Considering Reversal Cells in Osteoporosis
Researchers are digging deeper into the mechanisms underlying the loss of bone that accompanies aging. A complete understanding of how imbalances occur between ongoing bone creation and destruction that takes place at the cellular level should eventually lead to ways to manipulate that process:
By analyzing biopsy specimens from patients with postmenopausal osteoporosis and primary hyperparathyroidism, investigators have begun to pay increasing attention to "reversal cells," which prepare for bone formation during bone remodeling. The hope is that these reversal cells will become critical therapeutic targets that may someday prevent osteoporosis and other bone disorders.In adults, bones are maintained healthy by a constant remodeling of the bone matrix. This bone remodeling consists of bone resorption by osteoclasts and bone formation by osteoblasts. A failure in the delicate balance between these two processes leads to pathologies such as osteoporosis. How these two processes are coupled together is poorly understood. "Reversal cells may represent the missing link necessary to understand coupling between bone resorption and formation and to prevent osteoporosis."

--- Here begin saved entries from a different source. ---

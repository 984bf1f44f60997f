use std::net::{IpAddr, Ipv4Addr, SocketAddr};
use std::time::Duration;

use anyhow::ensure;
use clap::Args;
use serde::{Deserialize, Serialize};

use crate::TRACING_TARGET_CONFIG;

const SHUTDOWN_TIMEOUT_RANGE: std::ops::RangeInclusive<u64> = 1..=300;

/// Listener settings.
///
/// The per-request timeout is part of [`MiddlewareConfig`].
///
/// [`MiddlewareConfig`]: crate::config::MiddlewareConfig
#[derive(Debug, Clone, PartialEq, Eq, Args, Serialize, Deserialize)]
pub struct ServerConfig {
    /// Address to listen on; `0.0.0.0` for every interface.
    #[arg(long, env = "HOST", default_value_t = IpAddr::V4(Ipv4Addr::LOCALHOST))]
    pub host: IpAddr,

    /// Port to listen on, 1024 or above.
    #[arg(short = 'p', long, env = "PORT", default_value_t = 3000)]
    pub port: u16,

    /// Seconds in-flight requests may take to finish after SIGTERM.
    #[arg(long, env = "SHUTDOWN_TIMEOUT", default_value_t = 30)]
    pub shutdown_timeout: u64,
}

impl Default for ServerConfig {
    fn default() -> Self {
        Self {
            host: IpAddr::V4(Ipv4Addr::LOCALHOST),
            port: 3000,
            shutdown_timeout: 30,
        }
    }
}

impl ServerConfig {
    pub fn validate(&self) -> anyhow::Result<()> {
        ensure!(
            self.port >= 1024,
            "port {} needs root privileges, use 1024 or above",
            self.port
        );
        ensure!(
            SHUTDOWN_TIMEOUT_RANGE.contains(&self.shutdown_timeout),
            "shutdown timeout of {}s is outside {}..={}s",
            self.shutdown_timeout,
            SHUTDOWN_TIMEOUT_RANGE.start(),
            SHUTDOWN_TIMEOUT_RANGE.end()
        );
        Ok(())
    }

    #[inline]
    pub const fn server_addr(&self) -> SocketAddr {
        SocketAddr::new(self.host, self.port)
    }

    #[inline]
    pub const fn shutdown_timeout(&self) -> Duration {
        Duration::from_secs(self.shutdown_timeout)
    }

    pub fn binds_to_all_interfaces(&self) -> bool {
        self.host.is_unspecified()
    }

    pub fn log(&self) {
        tracing::info!(
            target: TRACING_TARGET_CONFIG,
            address = %self.server_addr(),
            shutdown_timeout_secs = self.shutdown_timeout,
            "server configuration"
        );
    }
}

#[cfg(test)]
mod tests {
    use super::*;

    #[test]
    fn default_config_is_valid() {
        let config = ServerConfig::default();
        assert!(config.validate().is_ok());
        assert!(!config.binds_to_all_interfaces());
        assert_eq!(config.server_addr().to_string(), "127.0.0.1:3000");
    }

    #[test]
    fn privileged_ports_are_rejected() {
        let config = ServerConfig {
            port: 80,
            ..ServerConfig::default()
        };
        assert!(config.validate().is_err());
    }

    #[test]
    fn shutdown_timeout_bounds() {
        for (secs, valid) in [(0, false), (1, true), (300, true), (301, false)] {
            let config = ServerConfig {
                shutdown_timeout: secs,
                ..ServerConfig::default()
            };
            assert_eq!(config.validate().is_ok(), valid, "{secs}s");
        }
        assert_eq!(
            ServerConfig::default().shutdown_timeout(),
            Duration::from_secs(30)
        );
    }

    #[test]
    fn unspecified_host_binds_everywhere() {
        let config = ServerConfig {
            host: IpAddr::V4(Ipv4Addr::UNSPECIFIED),
            ..ServerConfig::default()
        };
        assert!(config.binds_to_all_interfaces());
    }
}
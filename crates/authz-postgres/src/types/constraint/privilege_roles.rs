//! Role privilege grant constraint violations.

use serde::{Deserialize, Serialize};
use strum::{Display, EnumIter, EnumString};

use super::ConstraintCategory;

/// Role privilege grant constraint violations.
#[derive(Debug, Clone, Copy, Eq, PartialEq)]
#[derive(Serialize, Deserialize, Display, EnumIter, EnumString)]
#[serde(into = "String", try_from = "String")]
pub enum PrivilegeRoleConstraints {
    // Grant uniqueness constraints
    #[strum(serialize = "privilege_roles_pkey")]
    PrimaryKey,

    // Grant reference constraints
    #[strum(serialize = "privilege_roles_privilege_id_fkey")]
    PrivilegeReference,
}

impl PrivilegeRoleConstraints {
    /// Creates a new [`PrivilegeRoleConstraints`] from the constraint name.
    pub fn new(constraint: &str) -> Option<Self> {
        constraint.parse().ok()
    }

    /// Returns the category of this constraint violation.
    pub fn categorize(&self) -> ConstraintCategory {
        match self {
            PrivilegeRoleConstraints::PrimaryKey => ConstraintCategory::Uniqueness,

            PrivilegeRoleConstraints::PrivilegeReference => ConstraintCategory::BusinessLogic,
        }
    }
}

impl From<PrivilegeRoleConstraints> for String {
    #[inline]
    fn from(val: PrivilegeRoleConstraints) -> Self {
        val.to_string()
    }
}

impl TryFrom<String> for PrivilegeRoleConstraints {
    type Error = strum::ParseError;

    #[inline]
    fn try_from(value: String) -> Result<Self, Self::Error> {
        value.parse()
    }
}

Reversal cells actually cover more than 80% of the resorbed bone surfaces. Using histomorphometry and immunohistochemistry on human bone biopsies, researchers found that the reversal cells colonizing the resorbed bone surfaces are immature osteoblastic cells which gradually mature into bone forming osteoblasts during the reversal phase, and prepare the bone surface for bone formation. Researchers also found that some reversal cells display characteristics that suggest an "arrested" physiological status. These arrested reversal cells showed no physical connection with bone forming surfaces, a reduced cellular density, and a reduced expression of osteoblastic markers.
Biopsies from postmenopausal patients with osteoporosis showed a high proportion of arrested cells, but no such cells were found in biopsies from patients with primary hyperparathyroidism, in which the transition between bone resorption and formation is known to occur optimally. [Larger] arrested cell surfaces were associated with bone loss. "Our observations suggest that arrested reversal cells reflect aborted remodeling cycles which did not progress to the bone formation step. We therefore propose that bone loss in postmenopausal osteoporosis does not only result from a failure of bone formation as commonly believed, leading to incomplete filling of resorption cavities, but also from a failure at the reversal phase, uncoupling bone formation from resorption."